- **WHAT THE EXERCISE ASKS**
From the first line of the data below, copy each line up to the one containing "pub const SINGULARITY_TOLERANCE: f64 = 1e-10;", and include that line too.

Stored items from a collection
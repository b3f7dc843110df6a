//! Engine defaults and numerical tolerances

use std::time::Duration;

/// Interval between position computations
pub const DEFAULT_TICK_INTERVAL: Duration = Duration::from_secs(5);

/// Address the companion line listener binds to
pub const DEFAULT_LISTEN_ADDR: &str = "127.0.0.1:8765";

/// Beacon table read at startup when no path is configured
pub const DEFAULT_BEACONS_PATH: &str = "beacon-config.csv";

/// Minimum beacon count for a solvable configuration
pub const MIN_BEACONS: usize = 3;

/// Relative tolerance below which the power-center system is degenerate
pub const DEGENERACY_TOLERANCE: f64 = 1e-9;

/// Refinement stops once the residual norm drops below this
pub const RESIDUAL_TOLERANCE: f64 = 1e-8;

/// Refinement stops once a step is this small relative to the estimate
pub const STEP_TOLERANCE: f64 = 1e-12;

/// Refinement stops once the gradient norm drops below this
pub const GRADIENT_TOLERANCE: f64 = 1e-10;

/// Iteration budget for a single refinement
pub const DEFAULT_MAX_ITERATIONS: u32 = 100;

/// Damping applied to the first refinement step
pub const INITIAL_DAMPING: f64 = 1e-3;

/// Damping ceiling; exceeding it ends the step search
pub const MAX_DAMPING: f64 = 1e10;

/// Eigenvalue ratio of JᵗJ under which the Jacobian counts as singular
pub const SINGULARITY_TOLERANCE: f64 = 1e-10;
//! Last-reported distance per beacon
//!
//! `DistanceStore` is the only mutable state shared between the update path
//! and the tick path. `SharedDistanceStore` guards it with a mutex that is
//! held only while a single reading is written or while a snapshot is
//! copied; refinement always works on a `DistanceSnapshot`.

use crate::core::{BeaconId, BeaconRegistry};
use crate::processing::parser::validate_distance;
use crate::validation::{EngineError, EngineResult};
use parking_lot::Mutex;
use std::collections::HashMap;
use std::sync::Arc;

/// Beacon id to last reported distance, unset until the first report
#[derive(Debug, Clone)]
pub struct DistanceStore {
    ids: Vec<BeaconId>,
    index: HashMap<BeaconId, usize>,
    readings: Vec<Option<f64>>,
}

impl DistanceStore {
    /// Every id starts unset. Repeated ids are kept once.
    pub fn new<I>(ids: I) -> Self
    where
        I: IntoIterator<Item = BeaconId>,
    {
        let mut store = Self {
            ids: Vec::new(),
            index: HashMap::new(),
            readings: Vec::new(),
        };
        for id in ids {
            if store.index.contains_key(&id) {
                continue;
            }
            store.index.insert(id.clone(), store.ids.len());
            store.ids.push(id);
            store.readings.push(None);
        }
        store
    }

    pub fn from_registry(registry: &BeaconRegistry) -> Self {
        Self::new(registry.ids().cloned())
    }

    /// Overwrite the reading for `id`. On error nothing is written.
    pub fn update(&mut self, id: &BeaconId, distance: f64) -> EngineResult<()> {
        let slot = *self
            .index
            .get(id)
            .ok_or_else(|| EngineError::UnknownBeacon { id: id.clone() })?;
        validate_distance(id, distance)?;
        self.readings[slot] = Some(distance);
        Ok(())
    }

    pub fn get(&self, id: &BeaconId) -> Option<f64> {
        self.index.get(id).and_then(|&i| self.readings[i])
    }

    pub fn is_complete(&self) -> bool {
        self.readings.iter().all(Option::is_some)
    }

    /// Ids still waiting for their first report, in registration order
    pub fn missing(&self) -> Vec<BeaconId> {
        self.ids
            .iter()
            .zip(&self.readings)
            .filter(|(_, reading)| reading.is_none())
            .map(|(id, _)| id.clone())
            .collect()
    }

    pub fn reported_count(&self) -> usize {
        self.readings.iter().filter(|r| r.is_some()).count()
    }

    pub fn len(&self) -> usize {
        self.ids.len()
    }

    pub fn is_empty(&self) -> bool {
        self.ids.is_empty()
    }

    pub fn snapshot(&self) -> DistanceSnapshot {
        DistanceSnapshot {
            entries: self.ids.iter().cloned().zip(self.readings.iter().copied()).collect(),
        }
    }
}

/// Immutable copy of the store taken at one instant
#[derive(Debug, Clone, PartialEq)]
pub struct DistanceSnapshot {
    entries: Vec<(BeaconId, Option<f64>)>,
}

impl DistanceSnapshot {
    pub fn get(&self, id: &BeaconId) -> Option<f64> {
        self.entries
            .iter()
            .find(|(entry, _)| entry == id)
            .and_then(|(_, reading)| *reading)
    }

    pub fn is_complete(&self) -> bool {
        self.entries.iter().all(|(_, reading)| reading.is_some())
    }

    pub fn missing(&self) -> Vec<BeaconId> {
        self.entries
            .iter()
            .filter(|(_, reading)| reading.is_none())
            .map(|(id, _)| id.clone())
            .collect()
    }

    /// Set readings in registration order
    pub fn reported(&self) -> impl Iterator<Item = (&BeaconId, f64)> {
        self.entries
            .iter()
            .filter_map(|(id, reading)| reading.map(|d| (id, d)))
    }

    pub fn len(&self) -> usize {
        self.entries.len()
    }

    pub fn is_empty(&self) -> bool {
        self.entries.is_empty()
    }
}

/// Cloneable handle to a mutex-guarded store
#[derive(Debug, Clone)]
pub struct SharedDistanceStore {
    inner: Arc<Mutex<DistanceStore>>,
}

impl SharedDistanceStore {
    pub fn new(store: DistanceStore) -> Self {
        Self {
            inner: Arc::new(Mutex::new(store)),
        }
    }

    pub fn update(&self, id: &BeaconId, distance: f64) -> EngineResult<()> {
        self.inner.lock().update(id, distance)
    }

    pub fn snapshot(&self) -> DistanceSnapshot {
        self.inner.lock().snapshot()
    }

    pub fn is_complete(&self) -> bool {
        self.inner.lock().is_complete()
    }

    pub fn missing(&self) -> Vec<BeaconId> {
        self.inner.lock().missing()
    }
}

#[cfg(test)]
mod tests {
    use super::*;
    use quickcheck::quickcheck;

    fn ids() -> Vec<BeaconId> {
        vec!["A".into(), "B".into(), "C".into()]
    }

    #[test]
    fn test_new_store_is_unset() {
        let store = DistanceStore::new(ids());
        assert_eq!(store.len(), 3);
        assert_eq!(store.reported_count(), 0);
        assert!(!store.is_complete());
        assert_eq!(store.missing(), ids());
    }

    #[test]
    fn test_update_overwrites() {
        let mut store = DistanceStore::new(ids());
        store.update(&"A".into(), 4.0).unwrap();
        store.update(&"A".into(), 2.5).unwrap();
        assert_eq!(store.get(&"A".into()), Some(2.5));
        assert_eq!(store.get(&"B".into()), None);
    }

    #[test]
    fn test_complete_once_every_beacon_reports() {
        let mut store = DistanceStore::new(ids());
        store.update(&"A".into(), 1.0).unwrap();
        store.update(&"B".into(), 1.0).unwrap();
        assert!(!store.is_complete());
        assert_eq!(store.missing(), vec![BeaconId::new("C")]);
        store.update(&"C".into(), 0.0).unwrap();
        assert!(store.is_complete());
        assert!(store.missing().is_empty());
    }

    #[test]
    fn test_unknown_beacon_leaves_store_untouched() {
        let mut store = DistanceStore::new(ids());
        store.update(&"A".into(), 3.0).unwrap();
        let before = store.snapshot();

        let err = store.update(&"Z".into(), 3.0).unwrap_err();
        assert_eq!(err, EngineError::UnknownBeacon { id: "Z".into() });
        assert_eq!(store.snapshot(), before);
    }

    #[test]
    fn test_invalid_distance_leaves_store_untouched() {
        let mut store = DistanceStore::new(ids());
        store.update(&"A".into(), 3.0).unwrap();
        let before = store.snapshot();

        for bad in [-0.5, f64::NAN, f64::INFINITY, f64::NEG_INFINITY] {
            let err = store.update(&"A".into(), bad).unwrap_err();
            assert!(matches!(err, EngineError::InvalidDistance { .. }));
        }
        assert_eq!(store.snapshot(), before);
    }

    #[test]
    fn test_snapshot_is_detached() {
        let shared = SharedDistanceStore::new(DistanceStore::new(ids()));
        shared.update(&"A".into(), 1.0).unwrap();
        let snapshot = shared.snapshot();
        shared.update(&"A".into(), 9.0).unwrap();
        assert_eq!(snapshot.get(&"A".into()), Some(1.0));
        assert_eq!(shared.snapshot().get(&"A".into()), Some(9.0));
    }

    #[test]
    fn test_snapshot_reports_in_order() {
        let mut store = DistanceStore::new(ids());
        store.update(&"C".into(), 3.0).unwrap();
        store.update(&"A".into(), 1.0).unwrap();
        let snapshot = store.snapshot();
        let reported: Vec<(&str, f64)> = snapshot.reported().map(|(id, d)| (id.as_str(), d)).collect();
        assert_eq!(reported, [("A", 1.0), ("C", 3.0)]);
    }

    quickcheck! {
        fn prop_update_is_idempotent(which: u8, distance: u16) -> bool {
            let id = ids()[which as usize % 3].clone();
            let distance = distance as f64 / 8.0;

            let mut once = DistanceStore::new(ids());
            once.update(&id, distance).unwrap();

            let mut twice = once.clone();
            twice.update(&id, distance).unwrap();

            once.snapshot() == twice.snapshot()
        }

        fn prop_complete_iff_nothing_unset(mask: u8) -> bool {
            let mut store = DistanceStore::new(ids());
            for (bit, id) in ids().iter().enumerate() {
                if mask & (1 << bit) != 0 {
                    store.update(id, 1.0).unwrap();
                }
            }
            store.is_complete() == store.missing().is_empty()
                && store.is_complete() == (mask & 0b111 == 0b111)
        }
    }
}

- **SOLUTION TO THE PROBLEM**
repository b3f7dc843110df6a
//! Engine defaults and numerical tolerances

use std::time::Duration;

/// Interval between position computations
pub const DEFAULT_TICK_INTERVAL: Duration = Duration::from_secs(5);

/// Address the companion line listener binds to
pub const DEFAULT_LISTEN_ADDR: &str = "127.0.0.1:8765";

/// Beacon table read at startup when no path is configured
pub const DEFAULT_BEACONS_PATH: &str = "beacon-config.csv";

/// Minimum beacon count for a solvable configuration
pub const MIN_BEACONS: usize = 3;

/// Relative tolerance below which the power-center system is degenerate
pub const DEGENERACY_TOLERANCE: f64 = 1e-9;

/// Refinement stops once the residual norm drops below this
pub const RESIDUAL_TOLERANCE: f64 = 1e-8;

/// Refinement stops once a step is this small relative to the estimate
pub const STEP_TOLERANCE: f64 = 1e-12;

/// Refinement stops once the gradient norm drops below this
pub const GRADIENT_TOLERANCE: f64 = 1e-10;

/// Iteration budget for a single refinement
pub const DEFAULT_MAX_ITERATIONS: u32 = 100;

/// Damping applied to the first refinement step
pub const INITIAL_DAMPING: f64 = 1e-3;

/// Damping ceiling; exceeding it ends the step search
pub const MAX_DAMPING: f64 = 1e10;

/// Eigenvalue ratio of JᵗJ under which the Jacobian counts as singular
pub const SINGULARITY_TOLERANCE: f64 = 1e-10;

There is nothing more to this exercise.